Exercise prompt:
Only these lines of the data below are wanted: the one with "let signals = SignalSet", the one with "Heuristic reputation of", and any lines between them, each repeated exactly.

Records for the exercise:
□ □ □ □ □ □ □

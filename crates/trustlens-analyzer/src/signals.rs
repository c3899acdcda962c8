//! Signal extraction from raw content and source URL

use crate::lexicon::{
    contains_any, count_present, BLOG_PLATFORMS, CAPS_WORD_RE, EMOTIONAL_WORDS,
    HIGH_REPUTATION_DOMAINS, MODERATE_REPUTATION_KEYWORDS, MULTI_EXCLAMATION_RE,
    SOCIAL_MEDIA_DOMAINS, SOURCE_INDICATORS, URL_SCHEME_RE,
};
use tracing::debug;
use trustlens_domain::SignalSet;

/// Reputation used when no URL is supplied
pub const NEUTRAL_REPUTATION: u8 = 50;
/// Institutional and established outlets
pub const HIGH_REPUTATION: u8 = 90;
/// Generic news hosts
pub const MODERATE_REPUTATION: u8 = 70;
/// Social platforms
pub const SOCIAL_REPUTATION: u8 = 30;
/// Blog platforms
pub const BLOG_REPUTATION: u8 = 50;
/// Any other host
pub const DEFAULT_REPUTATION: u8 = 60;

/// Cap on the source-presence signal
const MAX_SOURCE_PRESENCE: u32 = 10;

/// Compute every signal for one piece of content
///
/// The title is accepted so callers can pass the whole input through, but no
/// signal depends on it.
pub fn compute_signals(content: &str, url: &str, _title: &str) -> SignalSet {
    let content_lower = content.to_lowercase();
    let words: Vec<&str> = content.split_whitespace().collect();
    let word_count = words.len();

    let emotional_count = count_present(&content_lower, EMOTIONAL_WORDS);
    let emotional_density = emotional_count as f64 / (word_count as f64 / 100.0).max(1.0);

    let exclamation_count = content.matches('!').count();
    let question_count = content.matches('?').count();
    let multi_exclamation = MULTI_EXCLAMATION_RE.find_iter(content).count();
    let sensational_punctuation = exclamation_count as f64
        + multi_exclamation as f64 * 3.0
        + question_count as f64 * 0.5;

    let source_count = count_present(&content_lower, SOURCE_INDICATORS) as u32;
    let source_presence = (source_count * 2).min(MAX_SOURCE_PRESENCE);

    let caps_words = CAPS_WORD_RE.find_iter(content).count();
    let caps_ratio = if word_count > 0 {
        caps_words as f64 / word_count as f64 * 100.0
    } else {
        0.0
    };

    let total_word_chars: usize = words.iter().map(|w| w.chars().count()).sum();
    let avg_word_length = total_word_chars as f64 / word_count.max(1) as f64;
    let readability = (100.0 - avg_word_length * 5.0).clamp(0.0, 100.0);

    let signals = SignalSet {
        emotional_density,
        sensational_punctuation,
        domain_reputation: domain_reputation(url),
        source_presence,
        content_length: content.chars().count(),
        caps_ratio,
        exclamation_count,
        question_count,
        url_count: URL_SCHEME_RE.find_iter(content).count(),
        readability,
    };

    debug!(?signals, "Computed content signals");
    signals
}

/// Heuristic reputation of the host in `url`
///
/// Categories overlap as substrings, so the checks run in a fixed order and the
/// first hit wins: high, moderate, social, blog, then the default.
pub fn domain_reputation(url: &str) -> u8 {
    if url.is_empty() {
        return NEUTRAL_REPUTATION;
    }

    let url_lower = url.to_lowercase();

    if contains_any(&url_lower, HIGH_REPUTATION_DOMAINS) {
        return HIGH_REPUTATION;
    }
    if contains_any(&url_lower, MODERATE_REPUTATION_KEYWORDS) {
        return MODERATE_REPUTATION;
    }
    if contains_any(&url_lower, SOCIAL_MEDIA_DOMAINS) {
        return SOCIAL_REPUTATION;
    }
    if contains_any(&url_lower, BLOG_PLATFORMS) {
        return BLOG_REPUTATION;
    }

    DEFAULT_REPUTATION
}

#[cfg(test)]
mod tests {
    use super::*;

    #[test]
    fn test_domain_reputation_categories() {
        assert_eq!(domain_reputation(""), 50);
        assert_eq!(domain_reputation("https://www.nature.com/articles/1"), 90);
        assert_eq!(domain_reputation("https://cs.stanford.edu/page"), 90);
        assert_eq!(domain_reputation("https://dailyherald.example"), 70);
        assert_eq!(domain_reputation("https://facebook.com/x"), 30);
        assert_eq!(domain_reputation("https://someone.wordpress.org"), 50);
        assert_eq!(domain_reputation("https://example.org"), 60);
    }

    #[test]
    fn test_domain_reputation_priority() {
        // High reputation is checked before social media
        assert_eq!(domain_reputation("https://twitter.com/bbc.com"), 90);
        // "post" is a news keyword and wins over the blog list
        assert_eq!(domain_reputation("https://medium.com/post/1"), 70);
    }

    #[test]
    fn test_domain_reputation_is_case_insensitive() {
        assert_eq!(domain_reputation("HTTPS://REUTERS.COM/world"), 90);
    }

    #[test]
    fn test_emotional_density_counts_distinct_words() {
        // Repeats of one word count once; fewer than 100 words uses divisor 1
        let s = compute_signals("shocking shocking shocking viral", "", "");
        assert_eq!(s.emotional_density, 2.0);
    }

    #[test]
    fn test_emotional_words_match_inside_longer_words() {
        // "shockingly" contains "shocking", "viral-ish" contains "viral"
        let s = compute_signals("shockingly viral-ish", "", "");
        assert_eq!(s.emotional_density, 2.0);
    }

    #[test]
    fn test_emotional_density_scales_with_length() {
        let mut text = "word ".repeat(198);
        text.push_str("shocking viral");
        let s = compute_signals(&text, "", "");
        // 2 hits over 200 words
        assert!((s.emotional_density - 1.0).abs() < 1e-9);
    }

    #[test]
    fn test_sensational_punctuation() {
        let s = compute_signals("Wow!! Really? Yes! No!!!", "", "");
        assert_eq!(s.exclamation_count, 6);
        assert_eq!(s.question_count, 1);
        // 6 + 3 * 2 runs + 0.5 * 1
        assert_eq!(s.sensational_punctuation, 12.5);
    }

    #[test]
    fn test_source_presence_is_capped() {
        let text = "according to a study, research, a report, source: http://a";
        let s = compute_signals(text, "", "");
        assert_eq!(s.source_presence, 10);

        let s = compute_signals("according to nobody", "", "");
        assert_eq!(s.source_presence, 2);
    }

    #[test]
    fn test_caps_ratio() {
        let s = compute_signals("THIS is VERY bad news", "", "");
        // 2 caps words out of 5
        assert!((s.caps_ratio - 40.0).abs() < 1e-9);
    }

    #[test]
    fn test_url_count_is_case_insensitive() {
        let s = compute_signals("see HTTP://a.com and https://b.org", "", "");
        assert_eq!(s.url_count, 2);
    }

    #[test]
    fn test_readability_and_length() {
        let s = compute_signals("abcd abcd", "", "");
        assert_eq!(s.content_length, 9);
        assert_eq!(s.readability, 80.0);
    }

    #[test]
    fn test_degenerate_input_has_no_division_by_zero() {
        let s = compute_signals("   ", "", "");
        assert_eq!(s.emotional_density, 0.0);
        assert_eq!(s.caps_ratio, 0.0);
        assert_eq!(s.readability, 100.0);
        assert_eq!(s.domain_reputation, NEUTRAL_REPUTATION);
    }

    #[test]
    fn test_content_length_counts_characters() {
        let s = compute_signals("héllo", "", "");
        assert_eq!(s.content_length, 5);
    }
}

□ □ □ □ □ □ □

Solution for this exercise:
    let signals = SignalSet {
        emotional_density,
        sensational_punctuation,
        domain_reputation: domain_reputation(url),
        source_presence,
        content_length: content.chars().count(),
        caps_ratio,
        exclamation_count,
        question_count,
        url_count: URL_SCHEME_RE.find_iter(content).count(),
        readability,
    };

    debug!(?signals, "Computed content signals");
    signals
}

/// Heuristic reputation of the host in `url`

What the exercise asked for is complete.